[Stored items]
- - -

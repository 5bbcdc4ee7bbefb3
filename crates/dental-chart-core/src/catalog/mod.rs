//! Static catalogs: tooth layout, diagnoses, procedures and procedure costs.
//!
//! Immutable lookup tables, built once.

mod clinical;
mod costs;
mod layout;

pub use clinical::*;
pub use costs::*;
pub use layout::*;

- - -

**Directions**
All the lines above should be written out once more, exactly.

**Output for this task**
repository 5bbcdc4ee7bbefb3
filename crates/dental-chart-core/src/catalog/mod.rs
//! Static catalogs: tooth layout, diagnoses, procedures and procedure costs.
//!
//! Immutable lookup tables, built once.

mod clinical;
mod costs;
mod layout;

pub use clinical::*;
pub use costs::*;
pub use layout::*;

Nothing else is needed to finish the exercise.